= Problem statement =
Please copy every line below that contains the string "OpenMode".

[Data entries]
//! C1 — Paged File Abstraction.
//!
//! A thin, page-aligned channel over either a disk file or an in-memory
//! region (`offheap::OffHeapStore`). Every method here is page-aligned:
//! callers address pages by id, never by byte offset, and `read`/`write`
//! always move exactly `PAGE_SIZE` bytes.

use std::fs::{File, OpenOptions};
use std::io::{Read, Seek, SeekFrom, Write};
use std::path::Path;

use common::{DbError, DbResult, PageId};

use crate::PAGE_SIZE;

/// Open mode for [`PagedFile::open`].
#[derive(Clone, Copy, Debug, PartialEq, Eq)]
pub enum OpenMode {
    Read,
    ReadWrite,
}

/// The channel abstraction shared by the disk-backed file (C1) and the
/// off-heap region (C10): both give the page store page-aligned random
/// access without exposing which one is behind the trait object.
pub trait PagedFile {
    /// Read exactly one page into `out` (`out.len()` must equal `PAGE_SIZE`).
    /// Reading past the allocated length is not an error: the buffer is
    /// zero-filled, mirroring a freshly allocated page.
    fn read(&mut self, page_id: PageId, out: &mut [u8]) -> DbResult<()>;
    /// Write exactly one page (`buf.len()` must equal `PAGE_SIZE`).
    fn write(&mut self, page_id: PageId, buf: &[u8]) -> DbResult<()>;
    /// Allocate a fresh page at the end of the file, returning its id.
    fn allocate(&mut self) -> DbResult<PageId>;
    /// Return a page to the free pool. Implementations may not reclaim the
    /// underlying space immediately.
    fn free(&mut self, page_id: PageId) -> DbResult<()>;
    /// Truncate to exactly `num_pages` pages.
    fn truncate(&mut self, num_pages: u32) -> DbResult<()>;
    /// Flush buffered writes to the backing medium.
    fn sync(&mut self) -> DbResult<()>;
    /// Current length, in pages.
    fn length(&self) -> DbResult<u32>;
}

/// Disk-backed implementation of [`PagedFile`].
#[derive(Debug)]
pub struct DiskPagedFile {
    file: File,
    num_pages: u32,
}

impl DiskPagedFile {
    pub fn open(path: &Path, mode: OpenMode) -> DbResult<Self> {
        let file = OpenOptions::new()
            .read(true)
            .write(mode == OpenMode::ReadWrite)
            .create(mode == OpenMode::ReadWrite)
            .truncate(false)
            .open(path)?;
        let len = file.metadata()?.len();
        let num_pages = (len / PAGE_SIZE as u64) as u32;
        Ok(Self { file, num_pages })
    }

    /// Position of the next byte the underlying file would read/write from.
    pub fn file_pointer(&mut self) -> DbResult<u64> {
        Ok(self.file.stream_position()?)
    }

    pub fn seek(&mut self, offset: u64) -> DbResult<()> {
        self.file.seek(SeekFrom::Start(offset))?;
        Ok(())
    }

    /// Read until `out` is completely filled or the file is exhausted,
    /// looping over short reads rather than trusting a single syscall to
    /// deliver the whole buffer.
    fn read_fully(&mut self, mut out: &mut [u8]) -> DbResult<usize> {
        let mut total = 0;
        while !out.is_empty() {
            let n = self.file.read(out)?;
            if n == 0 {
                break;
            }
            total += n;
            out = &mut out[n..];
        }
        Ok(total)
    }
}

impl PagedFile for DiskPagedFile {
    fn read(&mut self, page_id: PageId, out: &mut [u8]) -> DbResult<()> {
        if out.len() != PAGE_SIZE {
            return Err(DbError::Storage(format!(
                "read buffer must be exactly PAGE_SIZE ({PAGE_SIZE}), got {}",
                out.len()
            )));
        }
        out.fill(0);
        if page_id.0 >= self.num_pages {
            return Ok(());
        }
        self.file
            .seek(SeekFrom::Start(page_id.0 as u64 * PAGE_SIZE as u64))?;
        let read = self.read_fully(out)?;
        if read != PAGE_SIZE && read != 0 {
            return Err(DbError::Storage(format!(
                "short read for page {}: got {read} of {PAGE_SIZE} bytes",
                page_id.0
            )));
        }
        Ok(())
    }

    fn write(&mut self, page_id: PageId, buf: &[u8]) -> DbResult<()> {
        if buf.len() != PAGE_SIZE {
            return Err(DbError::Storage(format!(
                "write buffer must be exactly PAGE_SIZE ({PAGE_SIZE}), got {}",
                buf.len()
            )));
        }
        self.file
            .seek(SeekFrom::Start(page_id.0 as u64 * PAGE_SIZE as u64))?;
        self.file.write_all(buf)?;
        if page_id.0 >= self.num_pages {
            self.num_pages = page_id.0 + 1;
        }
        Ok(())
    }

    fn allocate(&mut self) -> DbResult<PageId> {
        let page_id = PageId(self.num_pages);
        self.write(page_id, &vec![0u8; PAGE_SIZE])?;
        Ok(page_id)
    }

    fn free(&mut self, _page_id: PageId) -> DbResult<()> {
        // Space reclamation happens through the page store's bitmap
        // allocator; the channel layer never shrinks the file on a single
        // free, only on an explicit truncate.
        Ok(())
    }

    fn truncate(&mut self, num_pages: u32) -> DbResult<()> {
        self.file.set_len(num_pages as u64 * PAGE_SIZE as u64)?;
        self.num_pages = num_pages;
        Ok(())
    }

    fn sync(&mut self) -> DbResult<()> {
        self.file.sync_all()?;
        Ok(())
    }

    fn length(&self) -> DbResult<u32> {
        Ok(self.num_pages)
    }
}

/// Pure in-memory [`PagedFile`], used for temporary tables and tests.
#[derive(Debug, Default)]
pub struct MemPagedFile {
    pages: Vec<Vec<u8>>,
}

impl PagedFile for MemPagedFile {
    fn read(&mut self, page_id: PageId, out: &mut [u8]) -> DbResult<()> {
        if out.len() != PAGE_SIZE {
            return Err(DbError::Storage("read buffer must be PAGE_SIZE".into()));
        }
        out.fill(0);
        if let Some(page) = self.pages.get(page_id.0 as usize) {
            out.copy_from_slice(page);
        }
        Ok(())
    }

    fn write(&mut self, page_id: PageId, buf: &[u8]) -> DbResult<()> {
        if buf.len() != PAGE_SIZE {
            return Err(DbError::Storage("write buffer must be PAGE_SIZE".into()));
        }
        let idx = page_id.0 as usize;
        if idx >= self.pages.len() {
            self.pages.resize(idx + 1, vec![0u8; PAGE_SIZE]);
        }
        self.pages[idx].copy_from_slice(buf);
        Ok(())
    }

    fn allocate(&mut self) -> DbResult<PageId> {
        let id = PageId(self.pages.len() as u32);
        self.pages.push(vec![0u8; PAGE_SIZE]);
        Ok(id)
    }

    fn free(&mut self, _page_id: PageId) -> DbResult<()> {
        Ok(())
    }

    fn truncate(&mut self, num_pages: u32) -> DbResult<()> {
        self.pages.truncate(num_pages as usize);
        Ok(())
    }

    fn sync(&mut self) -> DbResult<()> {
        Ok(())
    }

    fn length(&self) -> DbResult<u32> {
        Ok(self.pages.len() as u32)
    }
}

--

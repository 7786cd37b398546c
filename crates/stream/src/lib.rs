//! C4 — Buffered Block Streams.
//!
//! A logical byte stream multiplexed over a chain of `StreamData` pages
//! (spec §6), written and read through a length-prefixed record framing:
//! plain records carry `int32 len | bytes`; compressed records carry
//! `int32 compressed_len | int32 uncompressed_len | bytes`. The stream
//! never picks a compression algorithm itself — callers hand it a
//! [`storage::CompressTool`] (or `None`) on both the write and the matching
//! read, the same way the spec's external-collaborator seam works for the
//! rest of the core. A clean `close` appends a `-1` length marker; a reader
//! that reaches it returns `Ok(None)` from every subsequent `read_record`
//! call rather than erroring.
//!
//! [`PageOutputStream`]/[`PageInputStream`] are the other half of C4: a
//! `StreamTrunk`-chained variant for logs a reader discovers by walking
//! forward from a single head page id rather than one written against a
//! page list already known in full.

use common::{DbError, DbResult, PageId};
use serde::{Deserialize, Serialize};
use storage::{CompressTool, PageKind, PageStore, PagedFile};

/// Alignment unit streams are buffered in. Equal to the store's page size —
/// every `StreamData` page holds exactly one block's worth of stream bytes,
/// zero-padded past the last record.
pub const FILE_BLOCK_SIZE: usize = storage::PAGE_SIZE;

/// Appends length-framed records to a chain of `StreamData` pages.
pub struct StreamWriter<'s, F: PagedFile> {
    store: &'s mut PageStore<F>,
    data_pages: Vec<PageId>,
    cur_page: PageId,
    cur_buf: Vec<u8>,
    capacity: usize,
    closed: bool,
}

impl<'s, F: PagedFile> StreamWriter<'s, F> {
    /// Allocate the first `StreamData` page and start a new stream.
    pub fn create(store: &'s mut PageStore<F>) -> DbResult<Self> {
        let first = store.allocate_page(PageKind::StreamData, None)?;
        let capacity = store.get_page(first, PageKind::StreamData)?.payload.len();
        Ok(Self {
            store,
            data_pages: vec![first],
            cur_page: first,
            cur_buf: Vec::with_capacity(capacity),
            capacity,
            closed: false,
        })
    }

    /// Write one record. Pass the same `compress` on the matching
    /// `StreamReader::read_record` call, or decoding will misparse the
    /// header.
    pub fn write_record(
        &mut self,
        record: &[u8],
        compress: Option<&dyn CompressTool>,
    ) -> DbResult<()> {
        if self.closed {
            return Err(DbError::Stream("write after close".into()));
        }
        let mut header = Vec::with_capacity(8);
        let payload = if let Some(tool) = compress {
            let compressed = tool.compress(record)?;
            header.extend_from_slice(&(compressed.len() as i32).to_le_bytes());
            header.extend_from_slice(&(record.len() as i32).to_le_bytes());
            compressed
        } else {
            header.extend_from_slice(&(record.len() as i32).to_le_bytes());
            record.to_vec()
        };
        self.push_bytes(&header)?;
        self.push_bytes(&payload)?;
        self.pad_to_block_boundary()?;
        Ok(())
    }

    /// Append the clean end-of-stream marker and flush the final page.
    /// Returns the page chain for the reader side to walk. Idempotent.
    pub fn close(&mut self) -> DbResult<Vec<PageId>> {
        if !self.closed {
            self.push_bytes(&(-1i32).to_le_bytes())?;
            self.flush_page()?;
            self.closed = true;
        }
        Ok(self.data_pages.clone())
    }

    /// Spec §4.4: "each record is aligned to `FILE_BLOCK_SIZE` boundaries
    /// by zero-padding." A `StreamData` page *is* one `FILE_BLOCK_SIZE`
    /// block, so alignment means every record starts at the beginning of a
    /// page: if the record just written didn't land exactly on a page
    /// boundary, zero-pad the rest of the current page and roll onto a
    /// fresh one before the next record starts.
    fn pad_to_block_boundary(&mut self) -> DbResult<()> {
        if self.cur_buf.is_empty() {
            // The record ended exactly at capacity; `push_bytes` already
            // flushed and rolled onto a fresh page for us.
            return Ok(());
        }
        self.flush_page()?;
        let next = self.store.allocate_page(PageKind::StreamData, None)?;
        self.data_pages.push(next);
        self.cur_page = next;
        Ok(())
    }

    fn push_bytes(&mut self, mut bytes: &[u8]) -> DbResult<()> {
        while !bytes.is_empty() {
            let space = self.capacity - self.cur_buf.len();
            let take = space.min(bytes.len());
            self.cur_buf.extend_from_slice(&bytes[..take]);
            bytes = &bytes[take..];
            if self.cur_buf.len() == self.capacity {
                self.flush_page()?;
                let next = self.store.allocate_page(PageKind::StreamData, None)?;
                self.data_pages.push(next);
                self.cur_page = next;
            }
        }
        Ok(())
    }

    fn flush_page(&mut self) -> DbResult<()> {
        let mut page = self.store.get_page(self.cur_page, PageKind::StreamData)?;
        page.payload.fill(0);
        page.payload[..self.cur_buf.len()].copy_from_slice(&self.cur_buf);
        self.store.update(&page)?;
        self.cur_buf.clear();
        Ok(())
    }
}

= Reply to the exercise =
pub enum OpenMode {
    pub fn open(path: &Path, mode: OpenMode) -> DbResult<Self> {
            .write(mode == OpenMode::ReadWrite)
            .create(mode == OpenMode::ReadWrite)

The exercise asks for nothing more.